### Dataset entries
//! Async prefetching example (feature = "async").
//!
//! Usage:
//!   cargo run --features=async --example async_prefetch -- [flags_file]

use std::error::Error;

use shotsplit::{FlagSource, FrameStream, PipelineOptions};
use tokio_stream::StreamExt;

#[tokio::main]
async fn main() -> Result<(), Box<dyn Error>> {
    let flags = match std::env::args().nth(1) {
        Some(path) => FlagSource::from_path(path)?,
        None => FlagSource::new((0..120).map(|index| index % 30 == 29).collect()),
    };

    let options = PipelineOptions::new().with_prefetch_depth(12);
    let mut stream = FrameStream::with_options(flags, &options)?;
    println!("Streaming {} frame(s)...", stream.frame_count());

    let mut boundaries = Vec::new();
    while let Some(result) = stream.next().await {
        let frame = result?;
        if frame.boundary {
            boundaries.push(frame.index);
        }
    }

    println!("Raw boundary flags at {boundaries:?}");
    println!("Done!");
    Ok(())
}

### EXERCISE
Give back each record exactly, from the first line through the last.

### WRITTEN SOLUTION
//! Async prefetching example (feature = "async").
//!
//! Usage:
//!   cargo run --features=async --example async_prefetch -- [flags_file]

use std::error::Error;

use shotsplit::{FlagSource, FrameStream, PipelineOptions};
use tokio_stream::StreamExt;

#[tokio::main]
async fn main() -> Result<(), Box<dyn Error>> {
    let flags = match std::env::args().nth(1) {
        Some(path) => FlagSource::from_path(path)?,
        None => FlagSource::new((0..120).map(|index| index % 30 == 29).collect()),
    };

    let options = PipelineOptions::new().with_prefetch_depth(12);
    let mut stream = FrameStream::with_options(flags, &options)?;
    println!("Streaming {} frame(s)...", stream.frame_count());

    let mut boundaries = Vec::new();
    while let Some(result) = stream.next().await {
        let frame = result?;
        if frame.boundary {
            boundaries.push(frame.index);
        }
    }

    println!("Raw boundary flags at {boundaries:?}");
    println!("Done!");
    Ok(())
}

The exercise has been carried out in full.